Strategies for dealing with overdispersion in contingency tables when performing correspondence analysis
Eric Beh and Rosaria Lombardo
When a correspondence analysis is applied to a two-way contingency table, it is performed by first decomposing a matrix of standardised residuals using singular value decomposition. The advantage of doing this is that the sum-of-squares of these residuals, and of the squared singular values, is equivalent to Pearson's classic chi-squared statistic. Such residuals, which are treated as being asymptotically normally distributed, arise by assuming that the cell frequencies of the contingency table are Poisson random variables; doing so means that their expectation and variance are equivalent. However there is clear evidence in the statistics literature that suggests that the variance of these residuals exceeds their expectation.

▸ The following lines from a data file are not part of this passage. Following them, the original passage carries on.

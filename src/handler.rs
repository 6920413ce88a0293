//! Maps an invocation outcome onto the HTTP contract, independent of any
//! web framework.

use geojson::FeatureCollection;
use serde::Serialize;
use serde_json::Value;
use tracing::error;

use crate::error::PipelineError;

/// Body of a failed invocation.
#[derive(Debug, Clone, PartialEq, Eq, Serialize)]
pub struct ErrorBody {
    pub error: String,
    pub details: String,
}

#[derive(Debug, Clone, PartialEq)]
pub struct HeatResponse {
    pub status: u16,
    pub body: Value,
}

impl HeatResponse {
    pub fn from_result(result: Result<FeatureCollection, PipelineError>) -> Self {
        match result {
            Ok(collection) => match serde_json::to_value(&collection) {
                Ok(body) => Self { status: 200, body },
                Err(e) => Self::error("EncodeError", e.to_string()),
            },
            Err(err) => {
                error!(kind = err.kind(), error = %err, "Pipeline failed");
                Self::error(err.kind(), err.details())
            }
        }
    }

    fn error(kind: &str, details: String) -> Self {
        let body = ErrorBody {
            error: kind.to_string(),
            details,
        };
        Self {
            status: 500,
            body: serde_json::json!(body),
        }
    }

    pub fn is_success(&self) -> bool {
        self.status == 200
    }
}
use crate::error::PipelineError;
use crate::fetch::client::HttpClient;
use async_trait::async_trait;
use reqwest::header::{HeaderName, HeaderValue};

/// An [`HttpClient`] wrapper that injects an API key as an HTTP header.
///
/// The header name and value are validated once at construction, so a bad
/// configuration surfaces as a [`PipelineError::Configuration`] before any
/// request is sent.
pub struct ApiKey<C> {
    inner: C,
    header_name: HeaderName,
    value: HeaderValue,
}

impl<C> ApiKey<C> {
    pub fn new(inner: C, header_name: &str, key: &str) -> Result<Self, PipelineError> {
        let header_name = HeaderName::from_bytes(header_name.as_bytes()).map_err(|_| {
            PipelineError::configuration(format!("invalid API key header name '{header_name}'"))
        })?;
        let mut value = HeaderValue::from_str(key)
            .map_err(|_| PipelineError::configuration("API key is not a valid header value"))?;
        value.set_sensitive(true);

        Ok(Self {
            inner,
            header_name,
            value,
        })
    }
}

#[async_trait]
impl<C: HttpClient> HttpClient for ApiKey<C> {
    async fn execute(&self, mut req: reqwest::Request) -> reqwest::Result<reqwest::Response> {
        req.headers_mut()
            .insert(self.header_name.clone(), self.value.clone());
        self.inner.execute(req).await
    }
}
//! API-key placement for authenticated upstreams.

mod api_key;
mod url_param;

pub use api_key::ApiKey;
pub use url_param::UrlParam;

use serde::{Deserialize, Serialize};

use crate::error::PipelineError;
use crate::fetch::client::HttpClient;

/// Describes how an upstream expects its API key.
#[derive(Debug, Clone, PartialEq, Eq, Serialize, Deserialize)]
#[serde(tag = "type", rename_all = "snake_case")]
pub enum FeedAuth {
    /// No authentication required.
    None,
    /// API key must be appended as a URL query parameter with the given name.
    UrlParam { param_name: String },
    /// API key must be sent as an HTTP header with the given name.
    Header { header_name: String },
}

impl Default for FeedAuth {
    fn default() -> Self {
        FeedAuth::UrlParam {
            param_name: "key".to_string(),
        }
    }
}

impl FeedAuth {
    /// Returns `true` if any authentication credentials are needed.
    pub fn requires_auth(&self) -> bool {
        !matches!(self, FeedAuth::None)
    }

    /// Wraps `inner` so that every request carries `key` as configured.
    ///
    /// # Errors
    ///
    /// Returns [`PipelineError::Configuration`] if a key is required but
    /// absent, or cannot be placed into a header.
    pub fn wrap<C: HttpClient + 'static>(
        &self,
        inner: C,
        key: Option<&str>,
    ) -> Result<Box<dyn HttpClient>, PipelineError> {
        match self {
            FeedAuth::None => Ok(Box::new(inner)),
            FeedAuth::UrlParam { param_name } => Ok(Box::new(UrlParam::new(
                inner,
                param_name.clone(),
                require_key(key)?,
            ))),
            FeedAuth::Header { header_name } => Ok(Box::new(ApiKey::new(
                inner,
                header_name,
                require_key(key)?,
            )?)),
        }
    }
}

fn require_key(key: Option<&str>) -> Result<&str, PipelineError> {
    key.filter(|k| !k.is_empty())
        .ok_or_else(|| PipelineError::configuration("missing API key for vehicle feed (GTFS_KEY)"))
}

#[cfg(test)]
mod tests {
    use super::*;
    use crate::fetch::stub::StubClient;

    fn get(url: &str) -> reqwest::Request {
        reqwest::Request::new(reqwest::Method::GET, url.parse().unwrap())
    }

    #[tokio::test]
    async fn test_url_param_appends_key() {
        let stub = StubClient::new().route("VehiclePositions.pb", 200, Vec::new());
        let client = FeedAuth::default()
            .wrap(stub.clone(), Some("secret"))
            .unwrap();

        client
            .execute(get("https://example.org/VehiclePositions.pb"))
            .await
            .unwrap();

        assert_eq!(
            stub.requested_urls(),
            vec!["https://example.org/VehiclePositions.pb?key=secret"]
        );
    }

    #[tokio::test]
    async fn test_url_param_replaces_existing_key() {
        let stub = StubClient::new().route("VehiclePositions.pb", 200, Vec::new());
        let client = FeedAuth::default()
            .wrap(stub.clone(), Some("secret"))
            .unwrap();

        client
            .execute(get("https://example.org/VehiclePositions.pb?format=pb&key=stale"))
            .await
            .unwrap();

        assert_eq!(
            stub.requested_urls(),
            vec!["https://example.org/VehiclePositions.pb?format=pb&key=secret"]
        );
    }

    #[tokio::test]
    async fn test_header_injects_key() {
        let stub = StubClient::new().route("feed", 200, Vec::new());
        let auth = FeedAuth::Header {
            header_name: "x-api-key".to_string(),
        };
        let client = auth.wrap(stub.clone(), Some("secret")).unwrap();

        client.execute(get("https://example.org/feed")).await.unwrap();

        assert_eq!(
            stub.requested_headers("x-api-key"),
            vec![Some("secret".to_string())]
        );
    }

    #[test]
    fn test_missing_key_is_configuration_error() {
        let err = FeedAuth::default()
            .wrap(StubClient::new(), None)
            .err()
            .unwrap();
        assert_eq!(err.kind(), "ConfigurationError");

        let err = FeedAuth::default()
            .wrap(StubClient::new(), Some(""))
            .err()
            .unwrap();
        assert_eq!(err.kind(), "ConfigurationError");
    }

    #[test]
    fn test_no_auth_needs_no_key() {
        assert!(!FeedAuth::None.requires_auth());
        assert!(FeedAuth::None.wrap(StubClient::new(), None).is_ok());
    }

    #[test]
    fn test_deserialize_tagged() {
        let auth: FeedAuth =
            serde_json::from_str(r#"{"type":"header","header_name":"x-api-key"}"#).unwrap();
        assert_eq!(
            auth,
            FeedAuth::Header {
                header_name: "x-api-key".to_string()
            }
        );
    }
}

Thus, we observe overdispersion in the table. Therefore, this project investigates various strategies can be undertaken to deal with overdispersion and include assuming that the cell counts are from a generalised Poisson, Conway-Maxwell Poisson or negative binomial distribution. Variance stabilising strategies can also be included such as by considering the adjusted standardised residual and the Freeman-Tukey residual. As part of this project, adopting such strategies means that one needs to examine their impact on how to quantify the overall association between the variables, and the interpretation of the low-dimensional visual display that can be generated. Extensions to examining this issue for multiple categorical variables is also under consideration.